2019 ürünü fındıkta TMO’nun yaptığı alımlar ve sonrasında yaptığı satışların sektöre etkileri ve gelecek adına sürdürülebilir politikalara yaptığı etkiler konusunda güncel bir rapor hazırlandı.

Fındık sektörü ilgili araştırmaları bulunan serbest piyasa ekonomisi uzmanlarınca  hazırlanan raporda, 800 bin tonluk rekoltenin olduğu yılda, üretici bazındaki alım fiyatlarının tatmin edici olduğu bildirilerek 31 Ağustos’ta son bulacak olan 2019-2020 sezonundaki dış satımda da 330-340 bin tonluk iç fındık ihracatı ile tarihi bir rekora imza atılması ihtimalinin olduğu söylendi.

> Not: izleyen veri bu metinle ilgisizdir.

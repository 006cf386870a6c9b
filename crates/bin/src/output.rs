//! Output formatting helpers for human-readable and JSON output.

use clap::ValueEnum;

/// Output format selection
#[derive(Debug, Clone, Copy, Default, PartialEq, Eq, ValueEnum)]
pub enum OutputFormat {
    #[default]
    Human,
    Json,
}

/// Render a table with aligned columns in human-readable format.
///
/// `headers` and each row in `rows` must have the same length.
pub fn format_table(headers: &[&str], rows: &[Vec<String>]) -> String {
    // Calculate column widths (max of header and all row values)
    let col_count = headers.len();
    let mut widths: Vec<usize> = headers.iter().map(|h| h.chars().count()).collect();
    for row in rows {
        for (i, cell) in row.iter().enumerate().take(col_count) {
            widths[i] = widths[i].max(cell.chars().count());
        }
    }

    let render = |cells: Vec<&str>| -> String {
        cells
            .iter()
            .enumerate()
            .map(|(i, cell)| format!("{:<width$}", cell, width = widths[i]))
            .collect::<Vec<_>>()
            .join("  ")
            .trim_end()
            .to_string()
    };

    let mut lines = vec![render(headers.to_vec())];
    for row in rows {
        lines.push(render(row.iter().take(col_count).map(String::as_str).collect()));
    }
    lines.join("\n")
}

/// Print a table with aligned columns. Prints nothing for an empty table.
pub fn print_table(headers: &[&str], rows: &[Vec<String>]) {
    if rows.is_empty() {
        return;
    }
    println!("{}", format_table(headers, rows));
}

/// Truncate `text` to at most `max` characters, marking the cut with `...`.
pub fn truncate(text: &str, max: usize) -> String {
    if text.chars().count() <= max {
        return text.to_string();
    }
    let kept: String = text.chars().take(max.saturating_sub(3)).collect();
    format!("{kept}...")
}

/// Average review score with two decimals. Papers without scored reviews
/// average `0.00`.
pub fn format_average(average: f64) -> String {
    format!("{average:.2}")
}
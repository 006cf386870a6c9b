use std::sync::Arc;

use paperboard::{
    Oid,
    backend::Backend,
    store::{Record, Table},
};
use serde::{Deserialize, Serialize};

use crate::helpers::*;

#[derive(Debug, Clone, PartialEq, Serialize, Deserialize)]
struct Note {
    text: String,
    pinned: bool,
}

impl Record for Note {
    fn collection() -> &'static str {
        "note"
    }
}

fn note(text: &str, pinned: bool) -> Note {
    Note {
        text: text.to_string(),
        pinned,
    }
}

async fn notes() -> Table<Note> {
    Table::new(Arc::from(test_backend().await))
}

#[tokio::test]
async fn test_table_insert_and_get() {
    let table = notes().await;

    let id = table
        .insert(note("hello", false))
        .await
        .expect("Failed to insert record");
    assert_eq!(id.collection(), "note");

    let loaded = table.get(&id).await.expect("Failed to get record");
    assert_eq!(loaded, note("hello", false));
    assert!(table.exists(&id).await.unwrap());
}

#[tokio::test]
async fn test_table_insert_issues_distinct_increasing_oids() {
    let table = notes().await;

    let a = table.insert(note("a", false)).await.unwrap();
    let b = table.insert(note("b", false)).await.unwrap();
    let c = table.insert(note("c", false)).await.unwrap();

    assert!(a < b && b < c);
}

#[tokio::test]
async fn test_table_set_overwrites() {
    let table = notes().await;
    let id = table.insert(note("draft", false)).await.unwrap();

    table
        .set(&id, note("final", true))
        .await
        .expect("Failed to update record");

    assert_eq!(table.get(&id).await.unwrap(), note("final", true));
    assert_eq!(table.count().await.unwrap(), 1);
}

#[tokio::test]
async fn test_table_get_missing_is_key_not_found() {
    let table = notes().await;

    let err = table
        .get(&Oid::new("note", 42))
        .await
        .expect_err("Missing record should error");
    assert!(err.is_not_found());
    assert!(table.load(&Oid::new("note", 42)).await.unwrap().is_none());
    assert!(!table.exists(&Oid::new("note", 42)).await.unwrap());
}

#[tokio::test]
async fn test_table_rejects_foreign_collection() {
    let table = notes().await;
    let id = table.insert(note("x", false)).await.unwrap();
    let foreign = Oid::new("paper", id.serial());

    assert!(table.get(&foreign).await.unwrap_err().is_not_found());
    assert!(!table.exists(&foreign).await.unwrap());
    assert!(!table.delete(&foreign).await.unwrap());
    assert!(table.set(&foreign, note("y", false)).await.is_err());
    assert_eq!(table.get(&id).await.unwrap(), note("x", false));
}

#[tokio::test]
async fn test_table_delete_is_idempotent() {
    let table = notes().await;
    let id = table.insert(note("gone", false)).await.unwrap();

    assert!(table.delete(&id).await.unwrap());
    assert!(!table.delete(&id).await.unwrap());
    assert!(table.load(&id).await.unwrap().is_none());
}

#[tokio::test]
async fn test_table_serials_not_reused_after_delete() {
    let table = notes().await;
    let first = table.insert(note("1", false)).await.unwrap();
    table.delete(&first).await.unwrap();

    let second = table.insert(note("2", false)).await.unwrap();
    assert_ne!(first, second);
}

#[tokio::test]
async fn test_table_search_and_find_first() {
    let table = notes().await;
    table.insert(note("a", false)).await.unwrap();
    let b = table.insert(note("b", true)).await.unwrap();
    let c = table.insert(note("c", true)).await.unwrap();

    let pinned = table.search(|n| n.pinned).await.unwrap();
    let ids: Vec<Oid> = pinned.iter().map(|(id, _)| id.clone()).collect();
    assert_eq!(ids, vec![b.clone(), c]);

    let (first_id, first) = table
        .find_first(|n| n.pinned)
        .await
        .unwrap()
        .expect("Should find a pinned note");
    assert_eq!(first_id, b);
    assert_eq!(first.text, "b");

    assert!(table.find_first(|n| n.text == "z").await.unwrap().is_none());
    assert_eq!(table.load_all().await.unwrap().len(), 3);
}

#[tokio::test]
async fn test_tables_share_a_backend_without_mixing() {
    let instance = test_instance().await;
    register(&instance, "alice").await;
    instance
        .add_paper("alice", paper_form("P"))
        .await
        .unwrap();

    let stats = instance.stats().await.unwrap();
    assert_eq!((stats.users, stats.papers, stats.posts), (1, 1, 0));
}

#[tokio::test]
async fn test_table_corrupt_document_is_store_integrity_error() {
    let backend: Arc<dyn Backend> = Arc::from(test_backend().await);
    let table: Table<Note> = Table::new(Arc::clone(&backend));

    let id = table.insert(note("hello", false)).await.unwrap();
    backend.put(&id, "not json".to_string()).await.unwrap();

    let err = table.get(&id).await.unwrap_err();
    assert!(matches!(err, paperboard::Error::Store(_)));
    assert!(err.is_integrity_error());
    assert_eq!(err.module(), "store");
    assert!(!err.is_user_facing());
}
//! Typed object store on top of a [`Backend`](crate::backend::Backend).
//!
//! Records are plain serde structs implementing [`Record`]; a [`Table`]
//! gives typed save/load/delete/scan access to one collection.

use serde::{Serialize, de::DeserializeOwned};

mod errors;
pub use errors::StoreError;

mod table;
pub use table::Table;

/// A type that can be persisted in a [`Table`].
///
/// # Example
///
/// ```
/// use paperboard::store::Record;
/// use serde::{Deserialize, Serialize};
///
/// #[derive(Clone, Serialize, Deserialize)]
/// struct Note {
///     text: String,
/// }
///
/// impl Record for Note {
///     fn collection() -> &'static str {
///         "note"
///     }
/// }
///
/// assert_eq!(Note::collection(), "note");
/// ```
pub trait Record: Serialize + DeserializeOwned + Clone + Send + Sync {
    /// Name of the collection records of this type are stored in.
    ///
    /// Must be lowercase ascii, digits or `_`, since it becomes part of every
    /// [`Oid`](crate::Oid) issued for the type.
    fn collection() -> &'static str;
}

TMO’nun 2019 ürünü piyasasında en önemli aktörlerden biri haline geldiğine ve TMO’nun yaptığı son açıklamaya dikkat çekilen raporda özetle şunlardan bahsedildi:

TMO’nun açıklamasında; sezon öncesi açıklanan fiyatların ürünün değerinin azalmasının önüne geçilmesi amacıyla olduğu bildirilmiştir. TMO’nun kooperatif, birlik veya üretici örgütü değil, kendine ait sermayesiyle alım, satış, ithalat ve ihracat faaliyetleri yürüterek üretici ve tüketici arasında denge sağlayan, piyasaları düzenleyen bir İktisadi Devlet Teşekkülü olduğu ifade edilmiştir. Kanun gereği, kar payı ödeme veya zarar edildiğinde zararın üreticiden tahsil edilmesinin söz konusu olmadığı açıklanmıştır.

Fındık İhracatı Unutulmamalı

TMO’nun yaptığı bu açıklama, ‘Ben fındığı alırım, satarım, ihraç ederim, ithal ederim, kar ederim, zarar ederim’ demektir. Oysa; Türkiye ihracata dayalı bir ekonomik kalkınma modeli izlemekte, yetkililer tarafından her fırsatta ifade edildiği gibi de serbest piyasa kuralları geçerli bulunmaktadır.
 

Daha doğrusu fındık; üretilenin tamamen Türkiye’de tüketildiği bir emtia değildir.